What Do Job Descriptions for Contract Employees and Freelancers Include?
Job descriptions are foundational to a business’s federal and state legal requirement to have objective and fair hiring and performance-based practices. And in order to be compliant with federal and state labor practices, a job description should include the following data:
- Job title—name of the position.
- Classification—exempt or nonexempt under the Fair Labor Standards Act (FLSA).
- Salary grade/level/family/range—compensation levels, groups or pay ranges into which jobs of the same or similar worth are placed, including minimum and maximum pay bands.
- Reports to—title of the position this job reports to.
- Date—date when the job description was written or last reviewed.
- Summary/objective—summary and overall objectives of the job.
- Essential functions—essential functions, including how an individual is to perform them and the frequency with which the tasks are performed; the tasks must be part of the job function and truly necessary or required to perform the job.
- Competency—knowledge, skills and abilities.
- Supervisory responsibilities (if needed)—direct reports, if any, and the level of supervision.
- Work environment—the work environment; temperature, noise level, inside or outside, or other factors that will affect the person’s working conditions while performing the job.
- Physical demands—the physical demands of the job, including bending, sitting, lifting and driving.
- Position type and expected hours of work—full time or part time, typical work hours and shifts, days of week, and whether overtime is expected.
- Travel—percentage of travel time expected for the position, where the travel occurs, such as locally or in specific countries or states, and whether the travel is overnight.
- Required education and experience—education and experience based on requirements that are job-related and consistent with business necessity.
- Preferred education and experience—preferred education and experience based on requirements that are job-related and consistent with business necessity.
- Additional eligibility qualifications—additional requirements such as certifications, industry-specific experience and the experience working with certain equipment.
- Affirmative action plan/equal employment opportunity (AAP/EEO) statement—clause(s) that outlines federal contractor requirements and practices and/or equal employer opportunity statement.
- Other duties—disclaimer.
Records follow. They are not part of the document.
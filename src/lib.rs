//! Ultra-short-term nowcast (초단기실황) lookup for Korean metropolitan
//! cities, backed by the KMA `getUltraSrtNcst` API and exposed as Model
//! Context Protocol tools.
//!
//! Flow: `regions` resolves the city, `schedule` plans the query windows,
//! `ingest::kma` fetches, `analysis::groupings` normalizes, and `nowcast`
//! ties the steps together. `server` hosts the result over stdio or HTTP.

pub mod analysis;
pub mod catalog;
pub mod config;
pub mod ingest;
pub mod logging;
pub mod model;
pub mod nowcast;
pub mod regions;
pub mod schedule;
pub mod server;

pub use nowcast::Nowcaster;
It’s a good idea to add a statement that indicates that the job description is not designed to cover or contain a comprehensive listing of activities, duties or responsibilities that are required of the employee and can change as the need arises. So the disclaimer may state: “And any other duties and responsibilities as required.”
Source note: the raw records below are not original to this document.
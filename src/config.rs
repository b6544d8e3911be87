//! Service configuration.
//!
//! Layered, lowest precedence first: built-in defaults, an optional TOML
//! file, the `.env` file plus process environment, then CLI flags (applied
//! by `main`). The service key is not frozen at startup: it is resolved on
//! every call so a missing key surfaces as a structured failure result
//! rather than a startup crash.
//!
//! ```toml
//! [upstream]
//! endpoint = "https://apis.data.go.kr/1360000/VilageFcstInfoService_2.0/getUltraSrtNcst"
//! timeout_secs = 8
//! page_size = 1000
//! service_key = "..."   # optional; KMA_SERVICE_KEY wins
//!
//! [server]
//! host = "0.0.0.0"
//! port = 8080
//! ```

use serde::Deserialize;
use std::fs;
use std::path::Path;
use std::time::Duration;

use crate::ingest::kma::ULTRA_SRT_NCST_URL;
use crate::model::{NowcastError, SERVICE_KEY_ENV};

pub const DEFAULT_TIMEOUT_SECS: u64 = 8;
pub const DEFAULT_PAGE_SIZE: u32 = 1000;
pub const DEFAULT_HOST: &str = "0.0.0.0";
pub const DEFAULT_PORT: u16 = 8080;

/// Environment variable naming an optional TOML config file.
pub const CONFIG_PATH_ENV: &str = "KMA_NOWCAST_CONFIG";

// ============================================================================
// TOML Configuration Structures
// ============================================================================

#[derive(Debug, Default, Deserialize)]
#[serde(deny_unknown_fields)]
struct FileConfig {
    #[serde(default)]
    upstream: UpstreamSection,
    #[serde(default)]
    server: ServerSection,
}

#[derive(Debug, Default, Deserialize)]
#[serde(deny_unknown_fields)]
struct UpstreamSection {
    endpoint: Option<String>,
    timeout_secs: Option<u64>,
    page_size: Option<u32>,
    service_key: Option<String>,
}

#[derive(Debug, Default, Deserialize)]
#[serde(deny_unknown_fields)]
struct ServerSection {
    host: Option<String>,
    port: Option<u16>,
}

// ============================================================================
// Resolved configuration
// ============================================================================

/// Settings for the upstream client.
#[derive(Debug, Clone, PartialEq)]
pub struct UpstreamConfig {
    pub endpoint: String,
    pub timeout: Duration,
    pub page_size: u32,
}

impl Default for UpstreamConfig {
    fn default() -> Self {
        Self {
            endpoint: ULTRA_SRT_NCST_URL.to_string(),
            timeout: Duration::from_secs(DEFAULT_TIMEOUT_SECS),
            page_size: DEFAULT_PAGE_SIZE,
        }
    }
}

/// Bind address for the HTTP stream transport.
#[derive(Debug, Clone, PartialEq)]
pub struct ServerConfig {
    pub host: String,
    pub port: u16,
}

impl Default for ServerConfig {
    fn default() -> Self {
        Self {
            host: DEFAULT_HOST.to_string(),
            port: DEFAULT_PORT,
        }
    }
}

impl ServerConfig {
    pub fn bind_addr(&self) -> String {
        format!("{}:{}", self.host, self.port)
    }
}

#[derive(Debug, Clone, Default, PartialEq)]
pub struct Config {
    pub upstream: UpstreamConfig,
    pub server: ServerConfig,
    /// Key from the config file, used when the environment has none.
    file_service_key: Option<String>,
}

impl Config {
    /// Loads `.env`, then the TOML file at `path` (or `KMA_NOWCAST_CONFIG`)
    /// if any, then environment overrides.
    pub fn load(path: Option<&Path>) -> Result<Self, NowcastError> {
        dotenv::dotenv().ok();

        let env_path = std::env::var(CONFIG_PATH_ENV)
            .ok()
            .filter(|p| !p.trim().is_empty());
        let mut config = match path.map(Path::to_path_buf).or(env_path.map(Into::into)) {
            Some(p) => Self::from_file(&p)?,
            None => Self::default(),
        };
        config.apply_env(|name| std::env::var(name).ok())?;
        config.validate()?;
        Ok(config)
    }

    /// Reads a TOML config file over the defaults.
    pub fn from_file<P: AsRef<Path>>(path: P) -> Result<Self, NowcastError> {
        let path = path.as_ref();
        let content = fs::read_to_string(path)
            .map_err(|e| NowcastError::Config(format!("{}: {}", path.display(), e)))?;
        Self::from_toml_str(&content)
            .map_err(|e| NowcastError::Config(format!("{}: {}", path.display(), e)))
    }

    pub fn from_toml_str(content: &str) -> Result<Self, NowcastError> {
        let file: FileConfig =
            toml::from_str(content).map_err(|e| NowcastError::Config(e.to_string()))?;
        let defaults = Self::default();

        let config = Self {
            upstream: UpstreamConfig {
                endpoint: file.upstream.endpoint.unwrap_or(defaults.upstream.endpoint),
                timeout: file
                    .upstream
                    .timeout_secs
                    .map(Duration::from_secs)
                    .unwrap_or(defaults.upstream.timeout),
                page_size: file.upstream.page_size.unwrap_or(defaults.upstream.page_size),
            },
            server: ServerConfig {
                host: file.server.host.unwrap_or(defaults.server.host),
                port: file.server.port.unwrap_or(defaults.server.port),
            },
            file_service_key: non_blank(file.upstream.service_key),
        };
        config.validate()?;
        Ok(config)
    }

    /// Applies `KMA_ENDPOINT`, `KMA_TIMEOUT_SECS` and `PORT` from `lookup`.
    pub fn apply_env<F>(&mut self, lookup: F) -> Result<(), NowcastError>
    where
        F: Fn(&str) -> Option<String>,
    {
        if let Some(endpoint) = non_blank(lookup("KMA_ENDPOINT")) {
            self.upstream.endpoint = endpoint;
        }
        if let Some(raw) = non_blank(lookup("KMA_TIMEOUT_SECS")) {
            let secs = raw.trim().parse::<u64>().map_err(|_| {
                NowcastError::Config(format!("KMA_TIMEOUT_SECS={} is not a whole number of seconds", raw))
            })?;
            self.upstream.timeout = Duration::from_secs(secs);
        }
        if let Some(raw) = non_blank(lookup("PORT")) {
            self.server.port = raw
                .trim()
                .parse::<u16>()
                .map_err(|_| NowcastError::Config(format!("PORT={} is not a valid port", raw)))?;
        }
        Ok(())
    }

    pub fn validate(&self) -> Result<(), NowcastError> {
        let mut issues: Vec<String> = Vec::new();
        if self.upstream.endpoint.trim().is_empty() {
            issues.push("upstream.endpoint must not be empty".into());
        }
        if self.upstream.timeout.is_zero() {
            issues.push("upstream.timeout_secs must be > 0".into());
        }
        if self.upstream.page_size == 0 {
            issues.push("upstream.page_size must be > 0".into());
        }
        if issues.is_empty() {
            Ok(())
        } else {
            Err(NowcastError::Config(issues.join("; ")))
        }
    }

    /// Service key for this call: `KMA_SERVICE_KEY` from `lookup` first,
    /// then the file.
    pub fn resolve_service_key_with<F>(&self, lookup: F) -> Result<String, NowcastError>
    where
        F: Fn(&str) -> Option<String>,
    {
        non_blank(lookup(SERVICE_KEY_ENV))
            .or_else(|| self.file_service_key.clone())
            .ok_or_else(|| NowcastError::MissingCredential(SERVICE_KEY_ENV.to_string()))
    }

    /// Sets the fallback key, as if it came from the config file.
    pub fn with_service_key(mut self, key: &str) -> Self {
        self.file_service_key = non_blank(Some(key.to_string()));
        self
    }
}

fn non_blank(value: Option<String>) -> Option<String> {
    value
        .map(|v| v.trim().to_string())
        .filter(|v| !v.is_empty())
}

// ============================================================================
// Tests
// ============================================================================

#[cfg(test)]
mod tests {
    use super::*;
    use std::collections::HashMap;

    fn env(pairs: &[(&str, &str)]) -> impl Fn(&str) -> Option<String> {
        let map: HashMap<String, String> = pairs
            .iter()
            .map(|(k, v)| (k.to_string(), v.to_string()))
            .collect();
        move |name| map.get(name).cloned()
    }

    #[test]
    fn test_defaults_match_upstream_expectations() {
        let config = Config::default();
        assert_eq!(config.upstream.endpoint, ULTRA_SRT_NCST_URL);
        assert_eq!(config.upstream.timeout, Duration::from_secs(8));
        assert_eq!(config.upstream.page_size, 1000);
        assert_eq!(config.server.bind_addr(), "0.0.0.0:8080");
    }

    #[test]
    fn test_toml_overrides_defaults() {
        let config = Config::from_toml_str(
            r#"
            [upstream]
            timeout_secs = 3
            service_key = "from-file"

            [server]
            port = 3000
            "#,
        )
        .expect("valid config should parse");
        assert_eq!(config.upstream.timeout, Duration::from_secs(3));
        assert_eq!(config.upstream.page_size, DEFAULT_PAGE_SIZE);
        assert_eq!(config.server.port, 3000);
        assert_eq!(config.server.host, DEFAULT_HOST);
        assert_eq!(config.resolve_service_key_with(env(&[])).unwrap(), "from-file");
    }

    #[test]
    fn test_unknown_toml_keys_are_rejected() {
        let result = Config::from_toml_str("[upstream]\ntimeout = 3\n");
        assert!(matches!(result, Err(NowcastError::Config(_))));
    }

    #[test]
    fn test_zero_timeout_and_page_size_fail_validation() {
        let result = Config::from_toml_str("[upstream]\ntimeout_secs = 0\npage_size = 0\n");
        match result {
            Err(NowcastError::Config(msg)) => {
                assert!(msg.contains("timeout_secs"), "got: {}", msg);
                assert!(msg.contains("page_size"), "got: {}", msg);
            }
            other => panic!("expected config error, got {:?}", other),
        }
    }

    #[test]
    fn test_environment_overrides_file_values() {
        let mut config = Config::default();
        config
            .apply_env(env(&[("PORT", "3000"), ("KMA_TIMEOUT_SECS", "5"), ("KMA_ENDPOINT", "http://localhost:9/x")]))
            .expect("valid env should apply");
        assert_eq!(config.server.port, 3000);
        assert_eq!(config.upstream.timeout, Duration::from_secs(5));
        assert_eq!(config.upstream.endpoint, "http://localhost:9/x");
    }

    #[test]
    fn test_bad_port_is_a_config_error() {
        let mut config = Config::default();
        let result = config.apply_env(env(&[("PORT", "eighty")]));
        assert!(matches!(result, Err(NowcastError::Config(_))));
    }

    #[test]
    fn test_missing_or_blank_key_is_a_credential_error() {
        let config = Config::default();
        for lookup in [env(&[]), env(&[("KMA_SERVICE_KEY", "   ")])] {
            assert_eq!(
                config.resolve_service_key_with(lookup),
                Err(NowcastError::MissingCredential("KMA_SERVICE_KEY".to_string()))
            );
        }
    }

    #[test]
    fn test_environment_key_wins_over_file_key() {
        let config = Config::default().with_service_key("from-file");
        let key = config
            .resolve_service_key_with(env(&[("KMA_SERVICE_KEY", " from-env ")]))
            .unwrap();
        assert_eq!(key, "from-env");
    }
}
To be able to create a reliable job description that depicts the above mentioned items, you will need to conduct a job analysis. Conducting a job analysis involves gathering data about the job’s tasks.
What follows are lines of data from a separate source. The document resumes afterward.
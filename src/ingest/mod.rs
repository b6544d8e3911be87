//! Upstream data sources.
//!
//! Each source gets its own file under `ingest/`.

pub mod kma;

#[cfg(test)]
pub(crate) mod fixtures;

pub use kma::{KmaClient, ObservationSource, UpstreamResponse};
You’ll need to interview subject matter experts (SMEs) such as the hiring manager(s) and job incumbents to find out exactly what tasks are being performed and observe how these tasks are performed.
You can also create and have SMEs fill out questionnaires as a result of the interviews and observations to further validate the accuracy of job functions.
And, refer to O*NET OnLine to compare your analysis to that of the U.S. Department of Labor, Employment & Training Administration’s occupational description website.
Once the performance standard for the job has been made, essential functions of the position must be defined. Defining the essential functions includes:
- Ensure the tasks are truly necessary or a requirement to perform the job.
- Determine the frequency at which the task is performed or how much time is spent performing a task.
- Determine the consequences of not performing the function and whether this would be detrimental to the employer’s operation or result in severe consequences.
- Determine if the tasks can be redesigned or performed in another manner.
- Determine if the tasks can be reassigned to another employee.
Essential Vs. Marginal Functions
Once the essential functions are defined, the employer can make a determination as to whether the functions are essential or marginal.
The use of the term “essential function” should be part of the job description, and it should explicitly state how an individual is to perform the job. This will provide future guidance as to whether the job can be performed with or without an Americans with Disabilities Act (ADA) accommodation.
Finally, the layout of the job description looks a bit different from employer-to-employer, but as long as you conduct an objective job analysis, include the above mentioned job function items, conduct your essential function analysis, plus make the format consistent across all roles, you now have a document that you can rely upon to make major employment decisions with confidence.